*MATERIAL PROVIDED*:
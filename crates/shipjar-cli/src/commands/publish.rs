use std::path::PathBuf;

use console::style;
use shipjar_ops::ops_publish::{self, PublishOptions, PublishOutcome};
use shipjar_util::errors::ShipjarResult;
use shipjar_util::progress::{spinner, status, status_warn};

pub fn exec(project: Option<PathBuf>, dry_run: bool) -> ShipjarResult<()> {
    let dir = super::project_dir(project)?;
    let options = PublishOptions { dry_run };

    let pb = (!dry_run).then(|| spinner("Running host tasks..."));
    let outcome = ops_publish::publish(&dir, &options);
    if let Some(pb) = pb {
        pb.finish_and_clear();
    }

    match outcome? {
        PublishOutcome::Published(report) => {
            status("Published", report.coordinate());
            println!("{report}");
        }
        PublishOutcome::DryRun(tasks) => {
            status("Planned", &format!("{} task(s)", tasks.len()));
            for task in tasks {
                println!("{}", style(task).bold());
            }
        }
        PublishOutcome::Skipped { project, platform } => {
            status_warn("Skipping", &format!("{project} ({platform} projects are not published)"));
        }
    }
    Ok(())
}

*WHAT IS BEING ASKED*:
Line by line, please reproduce the records exactly.

*PROBLEM SOLUTION*:
filename crates/shipjar-cli/src/commands/publish.rs
use std::path::PathBuf;

use console::style;
use shipjar_ops::ops_publish::{self, PublishOptions, PublishOutcome};
use shipjar_util::errors::ShipjarResult;
use shipjar_util::progress::{spinner, status, status_warn};

pub fn exec(project: Option<PathBuf>, dry_run: bool) -> ShipjarResult<()> {
    let dir = super::project_dir(project)?;
    let options = PublishOptions { dry_run };

    let pb = (!dry_run).then(|| spinner("Running host tasks..."));
    let outcome = ops_publish::publish(&dir, &options);
    if let Some(pb) = pb {
        pb.finish_and_clear();
    }

    match outcome? {
        PublishOutcome::Published(report) => {
            status("Published", report.coordinate());
            println!("{report}");
        }
        PublishOutcome::DryRun(tasks) => {
            status("Planned", &format!("{} task(s)", tasks.len()));
            for task in tasks {
                println!("{}", style(task).bold());
            }
        }
        PublishOutcome::Skipped { project, platform } => {
            status_warn("Skipping", &format!("{project} ({platform} projects are not published)"));
        }
    }
    Ok(())
}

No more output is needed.